*Prompt*: Line by line, please look for the word "ModelEngine" in the following records, then copy each line you find it in.

*Extracted data*:
* * *

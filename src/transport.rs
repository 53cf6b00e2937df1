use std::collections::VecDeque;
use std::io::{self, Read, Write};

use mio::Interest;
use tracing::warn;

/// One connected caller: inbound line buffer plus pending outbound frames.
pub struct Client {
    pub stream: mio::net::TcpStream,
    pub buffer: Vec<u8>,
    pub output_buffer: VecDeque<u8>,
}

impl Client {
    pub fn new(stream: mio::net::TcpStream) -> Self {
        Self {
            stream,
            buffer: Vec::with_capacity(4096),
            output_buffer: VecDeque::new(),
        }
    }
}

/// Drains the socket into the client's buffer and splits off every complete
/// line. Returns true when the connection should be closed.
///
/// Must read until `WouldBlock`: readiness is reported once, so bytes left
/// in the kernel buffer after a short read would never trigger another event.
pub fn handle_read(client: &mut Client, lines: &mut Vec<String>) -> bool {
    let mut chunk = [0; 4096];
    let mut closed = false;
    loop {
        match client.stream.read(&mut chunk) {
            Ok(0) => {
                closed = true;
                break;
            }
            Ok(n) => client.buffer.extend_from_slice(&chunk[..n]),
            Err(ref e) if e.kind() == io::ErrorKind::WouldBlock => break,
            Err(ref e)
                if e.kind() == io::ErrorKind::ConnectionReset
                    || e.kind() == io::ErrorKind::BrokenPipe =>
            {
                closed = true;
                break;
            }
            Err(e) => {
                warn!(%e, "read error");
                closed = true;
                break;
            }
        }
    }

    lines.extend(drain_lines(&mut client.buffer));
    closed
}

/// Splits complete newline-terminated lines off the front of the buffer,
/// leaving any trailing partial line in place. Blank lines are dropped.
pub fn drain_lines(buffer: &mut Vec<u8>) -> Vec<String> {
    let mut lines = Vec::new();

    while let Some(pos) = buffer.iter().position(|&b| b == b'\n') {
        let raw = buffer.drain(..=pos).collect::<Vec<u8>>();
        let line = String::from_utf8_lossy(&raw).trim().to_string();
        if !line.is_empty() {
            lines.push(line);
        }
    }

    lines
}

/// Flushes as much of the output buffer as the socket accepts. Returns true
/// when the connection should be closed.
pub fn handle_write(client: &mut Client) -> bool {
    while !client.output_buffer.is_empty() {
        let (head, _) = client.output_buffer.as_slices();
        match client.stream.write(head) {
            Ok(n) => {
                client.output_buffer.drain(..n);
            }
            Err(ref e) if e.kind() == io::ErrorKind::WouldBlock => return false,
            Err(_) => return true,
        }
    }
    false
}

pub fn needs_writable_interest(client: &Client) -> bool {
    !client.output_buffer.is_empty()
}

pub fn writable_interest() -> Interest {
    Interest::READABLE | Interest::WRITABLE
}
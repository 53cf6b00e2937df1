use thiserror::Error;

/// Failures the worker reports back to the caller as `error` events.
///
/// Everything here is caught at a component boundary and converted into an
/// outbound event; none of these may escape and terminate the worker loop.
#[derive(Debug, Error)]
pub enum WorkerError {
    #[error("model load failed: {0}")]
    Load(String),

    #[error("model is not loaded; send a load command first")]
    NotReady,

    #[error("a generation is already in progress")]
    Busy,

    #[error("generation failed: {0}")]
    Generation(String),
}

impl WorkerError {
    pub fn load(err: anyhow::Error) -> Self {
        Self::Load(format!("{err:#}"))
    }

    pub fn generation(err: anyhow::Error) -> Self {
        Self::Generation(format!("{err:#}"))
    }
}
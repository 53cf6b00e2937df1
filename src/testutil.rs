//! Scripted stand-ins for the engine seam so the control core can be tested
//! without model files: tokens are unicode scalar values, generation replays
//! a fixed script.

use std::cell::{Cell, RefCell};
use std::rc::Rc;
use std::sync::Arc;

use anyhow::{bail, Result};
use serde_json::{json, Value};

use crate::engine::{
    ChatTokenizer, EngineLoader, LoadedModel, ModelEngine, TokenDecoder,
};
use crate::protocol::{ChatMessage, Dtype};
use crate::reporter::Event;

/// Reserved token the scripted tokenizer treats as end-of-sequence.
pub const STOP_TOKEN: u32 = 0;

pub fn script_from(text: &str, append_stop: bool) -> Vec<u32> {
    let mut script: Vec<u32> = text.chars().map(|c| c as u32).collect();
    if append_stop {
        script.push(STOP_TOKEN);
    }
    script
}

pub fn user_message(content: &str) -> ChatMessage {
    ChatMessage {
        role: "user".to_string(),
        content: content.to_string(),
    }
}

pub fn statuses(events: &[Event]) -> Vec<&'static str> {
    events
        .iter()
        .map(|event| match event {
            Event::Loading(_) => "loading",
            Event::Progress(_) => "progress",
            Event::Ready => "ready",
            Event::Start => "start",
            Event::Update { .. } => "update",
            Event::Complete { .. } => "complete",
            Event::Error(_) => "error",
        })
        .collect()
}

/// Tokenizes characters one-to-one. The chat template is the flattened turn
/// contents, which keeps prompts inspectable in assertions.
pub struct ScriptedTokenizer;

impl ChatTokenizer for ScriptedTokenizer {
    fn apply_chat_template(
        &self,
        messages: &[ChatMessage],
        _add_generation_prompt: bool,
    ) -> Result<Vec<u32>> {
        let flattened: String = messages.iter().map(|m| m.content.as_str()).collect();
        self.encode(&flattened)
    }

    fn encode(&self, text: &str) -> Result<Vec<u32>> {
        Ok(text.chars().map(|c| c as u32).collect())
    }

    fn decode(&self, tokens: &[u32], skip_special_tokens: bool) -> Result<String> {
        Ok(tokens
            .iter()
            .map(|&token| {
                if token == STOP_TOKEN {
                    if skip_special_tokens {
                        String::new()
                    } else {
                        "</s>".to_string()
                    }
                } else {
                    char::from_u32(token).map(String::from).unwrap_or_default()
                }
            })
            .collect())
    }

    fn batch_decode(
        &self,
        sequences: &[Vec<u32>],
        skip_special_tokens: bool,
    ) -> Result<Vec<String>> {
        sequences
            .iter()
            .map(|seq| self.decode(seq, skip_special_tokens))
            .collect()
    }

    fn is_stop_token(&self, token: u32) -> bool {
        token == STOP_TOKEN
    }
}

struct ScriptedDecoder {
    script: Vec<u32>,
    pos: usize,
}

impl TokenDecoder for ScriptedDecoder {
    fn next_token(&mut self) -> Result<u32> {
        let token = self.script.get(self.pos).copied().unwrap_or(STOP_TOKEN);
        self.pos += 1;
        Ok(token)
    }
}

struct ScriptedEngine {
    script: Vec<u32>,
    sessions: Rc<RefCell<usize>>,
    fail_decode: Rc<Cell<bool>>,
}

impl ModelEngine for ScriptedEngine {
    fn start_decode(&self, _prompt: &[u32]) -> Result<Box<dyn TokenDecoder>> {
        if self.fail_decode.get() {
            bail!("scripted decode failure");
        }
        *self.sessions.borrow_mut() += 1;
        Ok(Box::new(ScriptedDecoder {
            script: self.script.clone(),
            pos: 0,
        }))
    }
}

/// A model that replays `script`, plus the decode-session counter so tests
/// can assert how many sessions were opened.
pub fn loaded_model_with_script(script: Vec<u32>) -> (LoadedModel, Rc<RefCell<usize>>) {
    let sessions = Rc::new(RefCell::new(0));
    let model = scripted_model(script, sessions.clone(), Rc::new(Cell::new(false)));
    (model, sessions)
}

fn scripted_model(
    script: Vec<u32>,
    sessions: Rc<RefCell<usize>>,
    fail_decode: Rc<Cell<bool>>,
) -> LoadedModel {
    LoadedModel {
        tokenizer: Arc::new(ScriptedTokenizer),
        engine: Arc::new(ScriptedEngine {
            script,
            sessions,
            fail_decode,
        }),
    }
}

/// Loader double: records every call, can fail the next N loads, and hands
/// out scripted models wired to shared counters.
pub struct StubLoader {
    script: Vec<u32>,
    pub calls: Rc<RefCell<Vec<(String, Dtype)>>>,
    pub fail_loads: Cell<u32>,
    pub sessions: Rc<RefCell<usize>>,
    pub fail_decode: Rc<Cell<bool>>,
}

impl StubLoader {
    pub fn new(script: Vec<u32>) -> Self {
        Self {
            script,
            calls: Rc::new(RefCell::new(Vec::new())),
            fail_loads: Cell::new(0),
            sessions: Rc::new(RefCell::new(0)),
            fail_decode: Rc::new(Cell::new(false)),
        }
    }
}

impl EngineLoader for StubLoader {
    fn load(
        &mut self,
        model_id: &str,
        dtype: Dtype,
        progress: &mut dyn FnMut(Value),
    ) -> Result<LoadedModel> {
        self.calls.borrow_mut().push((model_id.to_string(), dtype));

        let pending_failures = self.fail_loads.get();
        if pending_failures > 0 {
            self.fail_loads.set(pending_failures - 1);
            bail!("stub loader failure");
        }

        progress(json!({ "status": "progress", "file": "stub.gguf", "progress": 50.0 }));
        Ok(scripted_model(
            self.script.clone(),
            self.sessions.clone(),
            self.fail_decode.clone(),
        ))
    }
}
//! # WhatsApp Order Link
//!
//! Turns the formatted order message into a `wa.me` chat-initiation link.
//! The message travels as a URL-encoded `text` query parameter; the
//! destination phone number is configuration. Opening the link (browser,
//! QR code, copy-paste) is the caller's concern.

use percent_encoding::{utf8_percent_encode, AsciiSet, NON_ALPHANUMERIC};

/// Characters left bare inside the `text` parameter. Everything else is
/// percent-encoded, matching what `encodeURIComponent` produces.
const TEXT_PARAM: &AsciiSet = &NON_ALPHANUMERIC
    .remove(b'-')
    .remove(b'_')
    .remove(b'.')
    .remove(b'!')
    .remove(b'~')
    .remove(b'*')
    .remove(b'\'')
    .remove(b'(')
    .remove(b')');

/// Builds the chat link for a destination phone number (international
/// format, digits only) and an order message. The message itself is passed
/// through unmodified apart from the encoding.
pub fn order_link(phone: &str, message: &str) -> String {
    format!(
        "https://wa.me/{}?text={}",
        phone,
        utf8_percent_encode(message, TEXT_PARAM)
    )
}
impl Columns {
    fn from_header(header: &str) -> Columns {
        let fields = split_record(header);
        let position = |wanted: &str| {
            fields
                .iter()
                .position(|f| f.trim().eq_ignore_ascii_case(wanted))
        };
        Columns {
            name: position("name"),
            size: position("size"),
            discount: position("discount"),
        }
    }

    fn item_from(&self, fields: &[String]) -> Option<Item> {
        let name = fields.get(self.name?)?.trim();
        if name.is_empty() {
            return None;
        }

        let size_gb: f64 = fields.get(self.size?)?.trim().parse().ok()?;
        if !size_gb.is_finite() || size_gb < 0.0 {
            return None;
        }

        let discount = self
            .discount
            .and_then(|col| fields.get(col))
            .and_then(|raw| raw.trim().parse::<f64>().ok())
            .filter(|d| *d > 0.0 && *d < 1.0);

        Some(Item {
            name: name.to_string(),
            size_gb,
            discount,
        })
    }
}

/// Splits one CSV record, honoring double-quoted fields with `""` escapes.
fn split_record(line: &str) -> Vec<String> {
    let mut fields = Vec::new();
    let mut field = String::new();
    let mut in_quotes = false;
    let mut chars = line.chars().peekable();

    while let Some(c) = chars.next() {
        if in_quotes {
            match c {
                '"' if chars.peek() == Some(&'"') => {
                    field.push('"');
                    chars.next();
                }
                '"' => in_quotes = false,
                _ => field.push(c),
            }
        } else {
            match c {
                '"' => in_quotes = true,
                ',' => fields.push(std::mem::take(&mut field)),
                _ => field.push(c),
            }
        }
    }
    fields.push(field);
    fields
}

* * *

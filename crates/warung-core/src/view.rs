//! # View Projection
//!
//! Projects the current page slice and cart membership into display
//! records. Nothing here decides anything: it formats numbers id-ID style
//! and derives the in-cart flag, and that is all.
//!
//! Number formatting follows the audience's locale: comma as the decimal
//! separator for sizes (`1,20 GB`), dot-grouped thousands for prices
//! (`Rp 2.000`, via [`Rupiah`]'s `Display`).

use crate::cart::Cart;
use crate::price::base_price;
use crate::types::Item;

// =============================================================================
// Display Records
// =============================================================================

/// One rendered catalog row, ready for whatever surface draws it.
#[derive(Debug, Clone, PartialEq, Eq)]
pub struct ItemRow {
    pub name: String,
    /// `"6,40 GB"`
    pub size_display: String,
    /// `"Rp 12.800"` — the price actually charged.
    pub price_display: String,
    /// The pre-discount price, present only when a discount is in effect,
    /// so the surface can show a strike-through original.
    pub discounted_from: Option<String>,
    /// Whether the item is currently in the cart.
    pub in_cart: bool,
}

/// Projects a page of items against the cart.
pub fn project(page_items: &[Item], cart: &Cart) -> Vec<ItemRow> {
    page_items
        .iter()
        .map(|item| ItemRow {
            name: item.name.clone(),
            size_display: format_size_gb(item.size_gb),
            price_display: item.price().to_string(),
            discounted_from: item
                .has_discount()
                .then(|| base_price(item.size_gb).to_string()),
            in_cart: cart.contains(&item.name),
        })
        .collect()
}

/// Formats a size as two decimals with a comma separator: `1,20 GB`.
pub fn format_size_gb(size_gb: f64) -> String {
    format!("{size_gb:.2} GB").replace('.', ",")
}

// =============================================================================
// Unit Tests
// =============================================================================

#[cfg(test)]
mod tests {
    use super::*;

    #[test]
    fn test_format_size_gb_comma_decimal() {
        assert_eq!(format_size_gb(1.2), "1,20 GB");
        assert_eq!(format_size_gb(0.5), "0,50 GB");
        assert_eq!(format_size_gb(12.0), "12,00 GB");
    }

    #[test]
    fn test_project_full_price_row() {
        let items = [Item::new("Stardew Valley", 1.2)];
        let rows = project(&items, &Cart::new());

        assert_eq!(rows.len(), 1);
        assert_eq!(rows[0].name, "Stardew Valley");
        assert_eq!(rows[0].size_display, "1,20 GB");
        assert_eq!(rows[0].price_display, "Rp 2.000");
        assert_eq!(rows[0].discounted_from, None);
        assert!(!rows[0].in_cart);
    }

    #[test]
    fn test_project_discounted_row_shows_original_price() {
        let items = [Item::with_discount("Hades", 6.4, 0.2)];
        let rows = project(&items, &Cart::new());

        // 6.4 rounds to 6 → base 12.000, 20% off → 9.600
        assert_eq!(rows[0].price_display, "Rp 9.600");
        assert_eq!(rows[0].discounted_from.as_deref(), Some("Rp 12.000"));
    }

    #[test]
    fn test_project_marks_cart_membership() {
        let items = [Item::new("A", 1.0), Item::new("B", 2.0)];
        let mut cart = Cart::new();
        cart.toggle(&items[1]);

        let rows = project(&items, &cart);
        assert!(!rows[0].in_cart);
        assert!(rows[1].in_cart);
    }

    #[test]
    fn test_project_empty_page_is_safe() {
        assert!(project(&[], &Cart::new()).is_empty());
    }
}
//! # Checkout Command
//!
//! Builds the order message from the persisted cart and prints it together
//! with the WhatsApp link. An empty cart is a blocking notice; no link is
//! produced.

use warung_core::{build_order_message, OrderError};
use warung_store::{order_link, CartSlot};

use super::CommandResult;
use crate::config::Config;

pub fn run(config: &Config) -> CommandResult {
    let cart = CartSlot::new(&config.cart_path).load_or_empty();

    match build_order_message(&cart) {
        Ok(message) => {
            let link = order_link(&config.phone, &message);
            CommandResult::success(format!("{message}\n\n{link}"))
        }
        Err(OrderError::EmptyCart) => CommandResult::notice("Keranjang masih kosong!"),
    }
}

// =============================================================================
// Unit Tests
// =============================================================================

* * *

*Answer space*:
    ChatTokenizer, EngineLoader, LoadedModel, ModelEngine, TokenDecoder,
impl ModelEngine for ScriptedEngine {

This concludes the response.